What the task asks
Tell how many lines in the data below contain "TurnEventKind", using one number as the whole reply.

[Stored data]
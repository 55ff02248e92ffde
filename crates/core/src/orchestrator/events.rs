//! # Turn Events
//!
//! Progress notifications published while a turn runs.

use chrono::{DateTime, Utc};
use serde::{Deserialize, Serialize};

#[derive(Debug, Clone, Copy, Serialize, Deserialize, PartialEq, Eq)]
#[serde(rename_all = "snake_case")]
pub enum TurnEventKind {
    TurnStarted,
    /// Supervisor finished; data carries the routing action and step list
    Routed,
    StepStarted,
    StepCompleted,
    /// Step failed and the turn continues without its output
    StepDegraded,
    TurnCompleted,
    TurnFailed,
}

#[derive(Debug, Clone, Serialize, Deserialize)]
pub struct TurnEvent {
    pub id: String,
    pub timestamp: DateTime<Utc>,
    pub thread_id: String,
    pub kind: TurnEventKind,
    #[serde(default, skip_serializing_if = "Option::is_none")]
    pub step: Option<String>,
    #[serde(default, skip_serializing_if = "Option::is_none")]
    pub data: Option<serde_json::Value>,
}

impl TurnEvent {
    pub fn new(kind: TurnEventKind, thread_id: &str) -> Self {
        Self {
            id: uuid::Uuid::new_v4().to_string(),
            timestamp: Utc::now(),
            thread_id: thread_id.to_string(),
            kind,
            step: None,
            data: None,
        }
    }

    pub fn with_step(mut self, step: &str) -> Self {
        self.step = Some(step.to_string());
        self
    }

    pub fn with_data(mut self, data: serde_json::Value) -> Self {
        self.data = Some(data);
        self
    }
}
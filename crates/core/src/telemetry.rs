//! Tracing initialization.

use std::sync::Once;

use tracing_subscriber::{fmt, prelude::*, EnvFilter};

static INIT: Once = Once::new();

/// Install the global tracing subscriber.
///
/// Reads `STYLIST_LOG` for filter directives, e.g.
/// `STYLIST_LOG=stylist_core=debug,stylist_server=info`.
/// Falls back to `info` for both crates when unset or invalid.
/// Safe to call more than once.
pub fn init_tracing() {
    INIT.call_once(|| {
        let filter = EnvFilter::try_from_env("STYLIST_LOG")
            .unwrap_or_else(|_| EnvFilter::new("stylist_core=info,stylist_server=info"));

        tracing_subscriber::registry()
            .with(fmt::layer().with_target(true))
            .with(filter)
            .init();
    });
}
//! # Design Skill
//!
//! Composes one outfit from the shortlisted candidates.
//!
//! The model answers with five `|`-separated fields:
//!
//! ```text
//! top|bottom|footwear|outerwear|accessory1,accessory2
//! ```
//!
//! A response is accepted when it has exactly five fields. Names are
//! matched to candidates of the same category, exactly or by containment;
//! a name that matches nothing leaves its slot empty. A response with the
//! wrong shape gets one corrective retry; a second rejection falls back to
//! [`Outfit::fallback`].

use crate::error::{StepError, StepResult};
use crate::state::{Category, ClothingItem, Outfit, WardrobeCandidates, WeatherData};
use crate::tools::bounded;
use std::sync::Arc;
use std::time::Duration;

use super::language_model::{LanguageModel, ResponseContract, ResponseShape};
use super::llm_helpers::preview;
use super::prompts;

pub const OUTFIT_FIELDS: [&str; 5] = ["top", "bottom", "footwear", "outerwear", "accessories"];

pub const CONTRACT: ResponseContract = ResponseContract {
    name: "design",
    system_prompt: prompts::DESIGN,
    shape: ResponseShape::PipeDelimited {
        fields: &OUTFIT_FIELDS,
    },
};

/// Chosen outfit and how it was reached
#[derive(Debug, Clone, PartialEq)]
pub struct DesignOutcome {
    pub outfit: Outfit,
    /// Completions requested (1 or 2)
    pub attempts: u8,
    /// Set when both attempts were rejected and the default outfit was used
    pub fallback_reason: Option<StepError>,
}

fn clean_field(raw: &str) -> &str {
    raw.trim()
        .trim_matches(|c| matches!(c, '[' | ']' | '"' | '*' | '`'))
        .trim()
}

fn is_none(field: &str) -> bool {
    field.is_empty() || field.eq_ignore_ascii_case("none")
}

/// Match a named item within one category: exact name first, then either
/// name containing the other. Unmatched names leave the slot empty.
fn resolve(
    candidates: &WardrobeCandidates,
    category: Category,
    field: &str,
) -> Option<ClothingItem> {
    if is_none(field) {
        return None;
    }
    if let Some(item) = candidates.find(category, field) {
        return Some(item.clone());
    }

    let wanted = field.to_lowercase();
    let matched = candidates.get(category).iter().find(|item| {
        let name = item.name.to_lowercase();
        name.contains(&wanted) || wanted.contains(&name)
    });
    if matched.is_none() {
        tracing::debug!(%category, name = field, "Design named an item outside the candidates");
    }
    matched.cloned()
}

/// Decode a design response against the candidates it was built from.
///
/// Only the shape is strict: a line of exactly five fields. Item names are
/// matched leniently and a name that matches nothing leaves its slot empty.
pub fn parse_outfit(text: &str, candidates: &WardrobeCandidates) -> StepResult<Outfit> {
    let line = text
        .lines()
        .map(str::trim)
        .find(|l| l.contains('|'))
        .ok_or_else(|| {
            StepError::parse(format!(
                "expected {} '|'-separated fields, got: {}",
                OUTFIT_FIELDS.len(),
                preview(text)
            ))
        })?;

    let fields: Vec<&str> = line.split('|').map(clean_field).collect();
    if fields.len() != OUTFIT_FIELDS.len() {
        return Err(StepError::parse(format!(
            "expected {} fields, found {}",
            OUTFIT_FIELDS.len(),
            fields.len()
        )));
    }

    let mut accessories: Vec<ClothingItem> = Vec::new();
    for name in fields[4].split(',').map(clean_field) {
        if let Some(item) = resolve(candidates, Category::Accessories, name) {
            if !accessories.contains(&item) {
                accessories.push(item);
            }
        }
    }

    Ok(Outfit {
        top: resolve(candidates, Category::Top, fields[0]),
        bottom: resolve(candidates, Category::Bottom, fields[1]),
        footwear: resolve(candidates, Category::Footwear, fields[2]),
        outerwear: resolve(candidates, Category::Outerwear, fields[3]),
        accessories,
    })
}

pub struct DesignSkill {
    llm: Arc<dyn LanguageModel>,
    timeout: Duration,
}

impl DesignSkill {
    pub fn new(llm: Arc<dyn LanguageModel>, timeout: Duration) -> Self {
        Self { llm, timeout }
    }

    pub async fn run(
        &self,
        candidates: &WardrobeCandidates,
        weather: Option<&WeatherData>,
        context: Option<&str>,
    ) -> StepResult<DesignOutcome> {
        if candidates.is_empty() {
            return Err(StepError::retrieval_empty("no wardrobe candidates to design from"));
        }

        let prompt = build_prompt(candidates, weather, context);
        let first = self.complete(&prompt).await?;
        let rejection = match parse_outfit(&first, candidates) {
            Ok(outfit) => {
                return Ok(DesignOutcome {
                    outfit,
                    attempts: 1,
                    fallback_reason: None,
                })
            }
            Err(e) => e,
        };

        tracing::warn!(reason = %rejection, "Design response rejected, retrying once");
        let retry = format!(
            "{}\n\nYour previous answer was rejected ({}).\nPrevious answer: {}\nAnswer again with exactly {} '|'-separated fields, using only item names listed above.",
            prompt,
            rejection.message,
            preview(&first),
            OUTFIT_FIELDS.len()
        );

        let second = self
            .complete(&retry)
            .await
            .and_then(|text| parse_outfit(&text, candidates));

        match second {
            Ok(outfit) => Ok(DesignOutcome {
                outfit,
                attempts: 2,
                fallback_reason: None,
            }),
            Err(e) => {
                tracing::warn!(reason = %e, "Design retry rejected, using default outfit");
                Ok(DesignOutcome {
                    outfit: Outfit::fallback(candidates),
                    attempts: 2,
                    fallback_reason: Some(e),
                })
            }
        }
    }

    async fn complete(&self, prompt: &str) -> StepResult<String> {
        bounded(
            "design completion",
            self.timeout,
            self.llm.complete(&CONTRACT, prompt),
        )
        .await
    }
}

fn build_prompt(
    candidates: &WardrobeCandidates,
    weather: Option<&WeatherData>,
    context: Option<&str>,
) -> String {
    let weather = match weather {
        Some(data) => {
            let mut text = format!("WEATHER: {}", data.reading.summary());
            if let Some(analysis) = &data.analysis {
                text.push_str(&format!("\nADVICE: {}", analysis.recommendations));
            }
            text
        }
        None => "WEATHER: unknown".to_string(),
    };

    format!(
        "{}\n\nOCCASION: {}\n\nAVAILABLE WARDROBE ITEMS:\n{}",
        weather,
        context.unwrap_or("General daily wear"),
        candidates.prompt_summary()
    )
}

Expected answer
3